Post-abolition is the period of Brazilian history immediately following the abolition of slavery in 1888. Defined as a major break in the system practiced until then, the period triggered significant changes in the Brazilian economy and society, which depended largely on slave labor. For the freedmen, in many ways their situation worsened. In the late 1800s and early 1900s, there was an influx of European and asian immigrants into Brazil in hopes of keeping working wages low as there would be competition for the limited jobs between the freed slaves and immigrants. The government did not organize any program for their integration into society, and they were left to their own devices. The dominant white society remained steeped in racism and discrimination manifested itself at all levels. The vast majority of freedmen remained marginalized and deprived of access to health, education, vocational training, and the exercise of citizenship. Many lost their jobs and their homes and were forced to migrate in search of new jobs, which generally proved to be precarious and difficult. Misery became commonplace. Freed women faced additional sexualization, responsibilities, and abuse in comparison to their male counter parts after abolition. The post-abolition period was the beginning of a long process of struggle by blacks for rights, dignity, recognition, and inclusion, which to this day is still unfinished. The abolition freed about 700,000 slaves in 1888. At that moment most of the black and brown people in Brazil were already free. According to the 1872 census (the only one to take place in the imperial period), the slave population represented 15.24% of the total population of Brazil, while black and brown people in general represented 58% of that total.

== Abolitionist campaign ==

Golden Law Diploma.

In the 1880s, with the influence of Joaquim Nabuco, two movements of great importance for the abolition of slavery, the Brazilian Society against Slavery and the Central Emancipating Association, began to gain strength.

It was after a visit to a chapel in Massangana, Pernambuco, that Nabuco recognized a moral problem regarding slavery, sparking a genuine interest in putting his life at the service of the "generous race". At the age of 20, a deputy at the time, Joaquim began debates in Parliament on the project that aimed to free all slaves.

Nabuco wrote several works about slavery, among them "Minha Formação" and "O Abolicionismo", claiming that "it is a crime, an attempt to civilization and to economic and political progress, it is responsible for the backwardness of the country, an obstacle to national construction. These are civic, public reasons".

Nabuco's travels abroad facilitated his involvement with the abolitionist campaign. Inspired by the campaign against the slave trade and the "social movement", two forms of pressure on the state, consequently on the authorities.

Another important figure for the success of this movement was José do Patrocínio, a radical abolitionist, unlike Nabuco, who was considered a moderate. Patrocínio defended that the campaign should take to the streets with the participation of the people, however, he affirmed that the people alone could not achieve the objectives, that it should be an "alliance of the sovereign with the people".

In opposition to Patrocínio's radicalism, Nabuco defended that this struggle was for a people without a voice, consequently it should be led by whites.
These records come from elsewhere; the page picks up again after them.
// ---------------------------------------------------------------------------
// StatVector
// ---------------------------------------------------------------------------

/// The mutable state of one presidency session.
///
/// Fields are plain signed integers so that a corrupt record loaded from
/// storage can be represented and rejected by [`validate`](Self::validate)
/// instead of silently wrapping.
#[derive(Debug, Clone, Copy, PartialEq, Eq, Hash, Serialize, Deserialize)]
pub struct StatVector {
    /// Popular support, `0..=100`.
    pub approval: i32,
    /// Institutional stability, `0..=100`.
    pub stability: i32,
    /// Economic health, `0..=100`.
    pub economy: i32,
    /// Rule of law, `0..=100`.
    pub justice: i32,
    /// Executive power, `0..=100`.
    pub power: i32,
    /// Accumulated chaos. Floored at zero, no ceiling.
    pub chaos: i32,
    /// Laws enacted. Only ever increases.
    #[serde(default)]
    pub laws: i32,
    /// Crises faced. Only ever increases.
    #[serde(default)]
    pub crises: i32,
}

impl Default for StatVector {
    /// Every bounded axis at 50, chaos and counters at 0.
    fn default() -> Self {
        Self {
            approval: STAT_DEFAULT,
            stability: STAT_DEFAULT,
            economy: STAT_DEFAULT,
            justice: STAT_DEFAULT,
            power: STAT_DEFAULT,
            chaos: 0,
            laws: 0,
            crises: 0,
        }
    }
}

impl StatVector {
    /// Read one axis.
    pub fn get(&self, axis: Axis) -> i32 {
        match axis {
            Axis::Approval => self.approval,
            Axis::Stability => self.stability,
            Axis::Economy => self.economy,
            Axis::Justice => self.justice,
            Axis::Power => self.power,
            Axis::Chaos => self.chaos,
            Axis::Laws => self.laws,
            Axis::Crises => self.crises,
        }
    }

    fn slot_mut(&mut self, axis: Axis) -> &mut i32 {
        match axis {
            Axis::Approval => &mut self.approval,
            Axis::Stability => &mut self.stability,
            Axis::Economy => &mut self.economy,
            Axis::Justice => &mut self.justice,
            Axis::Power => &mut self.power,
            Axis::Chaos => &mut self.chaos,
            Axis::Laws => &mut self.laws,
            Axis::Crises => &mut self.crises,
        }
    }

    /// Check every invariant, reporting the first violated axis in storage
    /// order.
    ///
    /// # Errors
    ///
    /// Returns [`PresidencyError::InvalidVectorState`] if a bounded axis lies
    /// outside `0..=100`, or if `chaos` or a counter is negative.
    pub fn validate(&self) -> Result<(), PresidencyError> {
        for axis in Axis::ALL {
            let value = self.get(axis);
            let valid = match axis.rule() {
                AxisRule::Bounded => (STAT_MIN..=STAT_MAX).contains(&value),
                AxisRule::Floored | AxisRule::Counter => value >= 0,
            };
            if !valid {
                return Err(PresidencyError::InvalidVectorState { field: axis, value });
            }
        }
        Ok(())
    }

    /// Apply a delta and return the resulting vector.
    ///
    /// Axes absent from `delta` are copied unchanged. Arithmetic saturates,
    /// so this never panics regardless of the adjustment sizes.
    pub fn apply(&self, delta: &ActionDelta) -> StatVector {
        let mut next = *self;
        for (axis, adjustment) in delta.iter() {
            let current = self.get(axis);
            *next.slot_mut(axis) = match axis.rule() {
                AxisRule::Bounded => current.saturating_add(adjustment).clamp(STAT_MIN, STAT_MAX),
                AxisRule::Floored => current.saturating_add(adjustment).max(0),
                AxisRule::Counter => current.saturating_add(adjustment.max(0)),
            };
        }
        next
    }
}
These processes involved two aspects. The first, the progress of this movement could not go beyond the limits of monarchical legality, this should be a decision initially taken by the State and the slaveholding farmers, being solved within the institutional space, so that the situation would not have a dimension that the control could be lost. The second side is the one defended by Nabuco, that blacks could not be active subjects in the movement. There was a concern of the white elite involved in the conflict that emancipation could not affect the landowning economic order. In this case, the involvement of blacks in this process was fearful, because the elite feared that they could cause an uncontrolled society.

Despite the existence of some laws, such as the Free Womb Law in 1871, it was necessary to have a law that abolished slavery. Meanwhile, the abolitionist campaign initially promoted by Joaquim Nabuco in 1880, was of extreme importance for the Golden Law to be sanctioned by Princess Isabel in 1888, of No. 3,353, which had two articles "Art. 1°: It is declared extinct since the date of this law slavery in Brazil. And Art. 2°: The provisions to the contrary are revoked".

== Migration ==
Escapes and rebellions of captives in the imperial period were common, becoming one of the main concerns of the plantation owners of the time. In order to avoid such problems, the landlords tried to make sure that the slaves had a connection to the farm and to the owner. Some strategies, as an example of this, were the ties of gratitude. The plantation owner granted mass releases. This process occurred before abolition, and was intended to "arouse their gratitude... the slaves were to receive their freedom from his hands, not from the state, and perceive it as a lordly gift".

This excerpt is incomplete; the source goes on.